Николай I | страница 42



– Serge, вы здесь? – раздался молодой женский голос, и Голицын, оглянувшись, увидел на пороге незапертой двери, той, что вела на половину княгинину, незнакомую даму.

Она хотела войти, но, заметив гостей, остановилась в нерешимости.

– Здравствуйте, князь, – узнала Оболенского и подошла к нему. – Извините, господа, кажется, я помешала?

– Позвольте, мой друг, представить вам князя Голицына, – сказал Трубецкой.

Целуя руку её, Голицын почувствовал запах чайной розы. Вся в чёрном – в трауре по покойном императоре, – с чёрными гладкими начёсами волос на висках, она сама напоминала желтоватою, ровною и свежею бледностью лица чайную розу. Catache – от Catherine – звали её по-французски, а по-русски немного смешно – Катюшею, но верно: маленькая, кругленькая, красненькая, с быстрыми движениями, катающаяся, как точёный из слоновой кости шарик.

Все замолчали. Княгиня переглянулась с мужем, и по одному этому взгляду видно было, как они счастливы. Сами себя считали старою парочкой, а другим всё ещё казались молодыми. Когда бывали вместе на людях, улыбались виноватой улыбкой, как будто стыдились своего счастья.

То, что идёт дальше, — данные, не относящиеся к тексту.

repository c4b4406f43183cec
pub mod controllers;
pub mod domain;
pub mod error;
pub mod infrastructure;
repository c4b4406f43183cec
use serde_json::{Map, Value};
use std::collections::HashMap;
use uuid::Uuid;
use validator::{validate_email, validate_length, validate_range};

/// Identifies a rule so its default message can be overridden
#[derive(Debug, Clone, Copy, PartialEq, Eq, Hash)]
pub enum RuleKey {
    Required,
    Base,
    Integer,
    MinLength,
    MaxLength,
    Min,
    Max,
    Pattern,
    Alphanumeric,
    Email,
    Uuid,
    OneOf,
}

#[derive(Debug, Clone, Copy, PartialEq, Eq)]
pub enum FieldKind {
    String,
    Integer,
}

#[derive(Debug, Clone)]
enum Constraint {
    MinLength(usize),
    MaxLength(usize),
    Predicate(fn(&str) -> bool),
    Alphanumeric,
    Email,
    Uuid,
    OneOf(Vec<String>),
    Min(i64),
    Max(i64),
}

impl Constraint {
    fn key(&self) -> RuleKey {
        match self {
            Self::MinLength(_) => RuleKey::MinLength,
            Self::MaxLength(_) => RuleKey::MaxLength,
            Self::Predicate(_) => RuleKey::Pattern,
            Self::Alphanumeric => RuleKey::Alphanumeric,
            Self::Email => RuleKey::Email,
            Self::Uuid => RuleKey::Uuid,
            Self::OneOf(_) => RuleKey::OneOf,
            Self::Min(_) => RuleKey::Min,
            Self::Max(_) => RuleKey::Max,
        }
    }

    fn default_message(&self, label: &str) -> String {
        match self {
            Self::MinLength(n) => {
                format!("\"{label}\" length must be at least {n} characters long")
            }
            Self::MaxLength(n) => {
                format!("\"{label}\" length must be less than or equal to {n} characters long")
            }
            Self::Predicate(_) => format!("\"{label}\" does not match the required pattern"),
            Self::Alphanumeric => format!("\"{label}\" must only contain alpha-numeric characters"),
            Self::Email => format!("\"{label}\" must be a valid email"),
            Self::Uuid => format!("\"{label}\" must be a valid GUID"),
            Self::OneOf(values) => format!("\"{label}\" must be one of [{}]", values.join(", ")),
            Self::Min(n) => format!("\"{label}\" must be greater than or equal to {n}"),
            Self::Max(n) => format!("\"{label}\" must be less than or equal to {n}"),
        }
    }

    fn holds_for_str(&self, value: &str) -> bool {
        match self {
            Self::MinLength(n) => validate_length(value, Some(*n as u64), None, None),
            Self::MaxLength(n) => validate_length(value, None, Some(*n as u64), None),
            Self::Predicate(check) => check(value),
            Self::Alphanumeric => value.chars().all(|c| c.is_ascii_alphanumeric()),
            Self::Email => is_email(value),
            Self::Uuid => Uuid::parse_str(value).is_ok(),
            Self::OneOf(values) => values.iter().any(|v| v == value),
            Self::Min(_) | Self::Max(_) => true,
        }
    }

    fn holds_for_int(&self, value: i64) -> bool {
        match self {
            Self::Min(n) => validate_range(value as f64, Some(*n as f64), None),
            Self::Max(n) => validate_range(value as f64, None, Some(*n as f64)),
            Self::OneOf(values) => values.iter().any(|v| v == &value.to_string()),
            _ => true,
        }
    }
}

/// Address with a dotted domain and a local part free of empty dot segments,
/// which the crate's local-part check lets through
fn is_email(value: &str) -> bool {
    let Some((local, domain)) = value.rsplit_once('@') else {
        return false;
    };
    validate_email(value)
        && domain.contains('.')
        && !local.starts_with('.')
        && !local.ends_with('.')
        && !local.contains("..")
}

/// Rule-set for a single field
#[derive(Debug, Clone)]
pub struct FieldRule {
    kind: FieldKind,
    required: bool,
    default: Option<Value>,
    constraints: Vec<Constraint>,
    messages: HashMap<RuleKey, String>,
}

impl FieldRule {
    pub fn string() -> Self {
        Self::of_kind(FieldKind::String)
    }

    /// Integer field; numeric strings (query and path values) are coerced
    pub fn integer() -> Self {
        Self::of_kind(FieldKind::Integer)
    }

    fn of_kind(kind: FieldKind) -> Self {
        Self {
            kind,
            required: false,
            default: None,
            constraints: Vec::new(),
            messages: HashMap::new(),
        }
    }

    pub fn required(mut self) -> Self {
        self.required = true;
        self
    }

    pub fn default_value(mut self, value: impl Into<Value>) -> Self {
        self.default = Some(value.into());
        self
    }

    pub fn min_length(self, n: usize) -> Self {
        self.with(Constraint::MinLength(n))
    }

    pub fn max_length(self, n: usize) -> Self {
        self.with(Constraint::MaxLength(n))
    }

    /// Pattern check expressed as a predicate
    pub fn matches(self, check: fn(&str) -> bool) -> Self {
        self.with(Constraint::Predicate(check))
    }

    pub fn alphanumeric(self) -> Self {
        self.with(Constraint::Alphanumeric)
    }

    pub fn email(self) -> Self {
        self.with(Constraint::Email)
    }

    pub fn uuid(self) -> Self {
        self.with(Constraint::Uuid)
    }

    pub fn one_of<I, S>(self, values: I) -> Self
    where
        I: IntoIterator<Item = S>,
        S: Into<String>,
    {
        self.with(Constraint::OneOf(values.into_iter().map(Into::into).collect()))
    }

    pub fn min(self, n: i64) -> Self {
        self.with(Constraint::Min(n))
    }

    pub fn max(self, n: i64) -> Self {
        self.with(Constraint::Max(n))
    }

    pub fn message(mut self, key: RuleKey, message: impl Into<String>) -> Self {
        self.messages.insert(key, message.into());
        self
    }

    fn with(mut self, constraint: Constraint) -> Self {
        self.constraints.push(constraint);
        self
    }

    fn message_for(&self, key: RuleKey, fallback: impl FnOnce() -> String) -> String {
        self.messages.get(&key).cloned().unwrap_or_else(fallback)
    }

    /// Validate one field value.
    ///
    /// Returns the coerced value (or the default when absent) and every
    /// violation found. A missing required field or a type mismatch stops
    /// evaluation of the remaining constraints for that field.
    pub fn check(&self, field: &str, value: Option<&Value>) -> (Option<Value>, Vec<String>) {
        let value = match value {
            None | Some(Value::Null) => {
                if self.required {
                    let msg =
                        self.message_for(RuleKey::Required, || format!("\"{field}\" is required"));
                    return (None, vec![msg]);
                }
                return (self.default.clone(), Vec::new());
            }
            Some(value) => value,
        };

        match self.kind {
            FieldKind::String => self.check_string(field, value),
            FieldKind::Integer => self.check_integer(field, value),
        }
    }

    fn check_string(&self, field: &str, value: &Value) -> (Option<Value>, Vec<String>) {
        let Some(text) = value.as_str() else {
            let msg = self.message_for(RuleKey::Base, || format!("\"{field}\" must be a string"));
            return (None, vec![msg]);
        };

        if text.is_empty() && self.required {
            let msg = self.message_for(RuleKey::Required, || {
                format!("\"{field}\" is not allowed to be empty")
            });
            return (None, vec![msg]);
        }

        let violations = self
            .constraints
            .iter()
            .filter(|c| !c.holds_for_str(text))
            .map(|c| self.message_for(c.key(), || c.default_message(field)))
            .collect();

        (Some(value.clone()), violations)
    }

    fn check_integer(&self, field: &str, value: &Value) -> (Option<Value>, Vec<String>) {
        let number = match value {
            Value::Number(n) => n.as_f64(),
            Value::String(s) => s.trim().parse::<f64>().ok(),
            _ => None,
        };

        let Some(number) = number.filter(|n| n.is_finite()) else {
            let msg = self.message_for(RuleKey::Base, || format!("\"{field}\" must be a number"));
            return (None, vec![msg]);
        };

        if number.fract() != 0.0 {
            let msg =
                self.message_for(RuleKey::Integer, || format!("\"{field}\" must be an integer"));
            return (None, vec![msg]);
        }

        let integer = number as i64;
        let violations = self
            .constraints
            .iter()
            .filter(|c| !c.holds_for_int(integer))
            .map(|c| self.message_for(c.key(), || c.default_message(field)))
            .collect();

        (Some(Value::from(integer)), violations)
    }
}

/// Outcome of validating one request part
#[derive(Debug, Default)]
pub struct PartOutcome {
    pub values: Map<String, Value>,
    pub violations: Vec<String>,
}

/// Field rules for one request part (body, query or params)
#[derive(Debug, Clone, Default)]
pub struct PartRules {
    fields: Vec<(String, FieldRule)>,
    allow_unknown: bool,
}

impl PartRules {
    pub fn new() -> Self {
        Self::default()
    }

    pub fn field(mut self, name: impl Into<String>, rule: FieldRule) -> Self {
        self.fields.push((name.into(), rule));
        self
    }

    /// Keys without a rule are passed through instead of rejected
    pub fn allow_unknown(mut self) -> Self {
        self.allow_unknown = true;
        self
    }

    pub fn check(&self, input: &Value) -> PartOutcome {
        let empty = Map::new();
        let object = match input {
            Value::Object(map) => map,
            Value::Null => &empty,
            _ => {
                return PartOutcome {
                    values: Map::new(),
                    violations: vec!["\"value\" must be of type object".to_string()],
                }
            }
        };

        let mut outcome = PartOutcome::default();

        for (name, rule) in &self.fields {
            let (value, violations) = rule.check(name, object.get(name));
            if let Some(value) = value {
                outcome.values.insert(name.clone(), value);
            }
            outcome.violations.extend(violations);
        }

        for (key, value) in object {
            if self.fields.iter().any(|(name, _)| name == key) {
                continue;
            }
            if self.allow_unknown {
                outcome.values.insert(key.clone(), value.clone());
            } else {
                outcome.violations.push(format!("\"{key}\" is not allowed"));
            }
        }

        outcome
    }
}

/// Per-part schema; absent parts are not validated
#[derive(Debug, Clone, Default)]
pub struct ValidationSchema {
    pub body: Option<PartRules>,
    pub query: Option<PartRules>,
    pub params: Option<PartRules>,
}

impl ValidationSchema {
    pub fn new() -> Self {
        Self::default()
    }

    pub fn body(mut self, rules: PartRules) -> Self {
        self.body = Some(rules);
        self
    }

    pub fn query(mut self, rules: PartRules) -> Self {
        self.query = Some(rules);
        self
    }

    pub fn params(mut self, rules: PartRules) -> Self {
        self.params = Some(rules);
        self
    }
}
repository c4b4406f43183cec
use std::sync::Arc;
use std::time::Duration;
use tracing_subscriber::{layer::SubscriberExt, util::SubscriberInitExt};

use student_admin_backend::controllers::{
    dashboard::DashboardController, error_log::ErrorLogController,
};
use student_admin_backend::domain::dashboard::DashboardService;
use student_admin_backend::domain::error_log::ErrorLogService;
use student_admin_backend::infrastructure::catalog::HttpCatalogClient;
use student_admin_backend::infrastructure::config::{Config, LogFormat};
use student_admin_backend::infrastructure::db::connect_error_log_store;
use student_admin_backend::infrastructure::http::{start_http_server, AppState};

#[tokio::main]
async fn main() -> Result<(), Box<dyn std::error::Error>> {
    // Load configuration
    let config = Config::from_env()?;

    // Initialize logging
    init_logging(&config);

    tracing::info!(
        environment = ?config.environment,
        "Starting Student Admin Backend on {}:{}",
        config.host,
        config.port
    );

    // === DEPENDENCY INJECTION SETUP ===
    // 1. Error log store (in-memory for tests, Postgres otherwise)
    let error_log_store = connect_error_log_store(&config.database).await?;

    // 2. Upstream catalog client
    tracing::info!(url = %config.catalog_api_url, "Instantiating catalog client...");
    let catalog_client = Arc::new(HttpCatalogClient::new(
        config.catalog_api_url.clone(),
        Duration::from_secs(config.catalog_timeout_secs),
    )?);

    // 3. Services
    tracing::info!("Instantiating services...");
    let error_log_service = Arc::new(ErrorLogService::new(error_log_store));
    let dashboard_service = Arc::new(DashboardService::new(catalog_client));

    // 4. Controllers
    tracing::info!("Instantiating controllers...");
    let state = AppState {
        error_log_service: error_log_service.clone(),
        dashboard_controller: Arc::new(DashboardController::new(dashboard_service)),
        error_log_controller: Arc::new(ErrorLogController::new(error_log_service)),
    };

    start_http_server(Arc::new(config), state).await?;

    Ok(())
}

fn init_logging(config: &Config) {
    let filter = tracing_subscriber::EnvFilter::try_from_default_env()
        .unwrap_or_else(|_| "student_admin_backend=debug,tower_http=debug".into());

    if config.log_format == LogFormat::Json {
        tracing_subscriber::registry()
            .with(filter)
            .with(tracing_subscriber::fmt::layer().json())
            .init();
    } else {
        tracing_subscriber::registry()
            .with(filter)
            .with(tracing_subscriber::fmt::layer().pretty())
            .init();
    }
}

Улыбнулись и теперь, но в глазах у обоих была тревога вещая.

«Знает ли она, кто мы и зачем пришли? Если и не знает, то чувствует», – подумал Голицын и почему-то вдруг вспомнил Мариньку.

После нескольких любезных слов княгиня простилась.

– Ещё раз, господа, извините. Не забудьте, мой друг, у Белосельских в четыре часа. Я за вами карету пришлю, – выходя, обернулась к мужу, и опять в глазах была тревога вещая.

– Ради Бога, господа, извините! Я, право, не знал… Мне сказали, что княгиня уехала, – пролепетал Трубецкой в смущении.

– Полно, князь, – остановил его Голицын. – Если бы даже княгиня знала всё, невелика беда. Неприятие женщин в Общество я всегда почитал несправедливостью. Чем они хуже нас? А такие, как ваша супруга…

– Да ведь вы её не знаете.

– Довольно увидел, чтобы узнать.

Трубецкой весь просиял, покраснел и улыбнулся опять, как давеча, виновато-счастливой улыбкой.

– Ну и ладно, и будет об этом, – заключил Голицын. – Время, господа, уходить. Будем же кончать скорее. Итак, Трубецкой, вы полагаете, что дело наше сверх сил?

– Да, Голицын, надо иметь хоть каплю рассудка, чтобы видеть всю невозможность этого дела, всю невозможность – вот… Никто на него не решится, кроме тех, кои довели себя до политического сумасшествия…

– Вот именно, до сумасшествия, – поддакнул Голицын. Всё время поддакивал, ловил его, испытывал. А Оболенский, видимо страдая, молчал.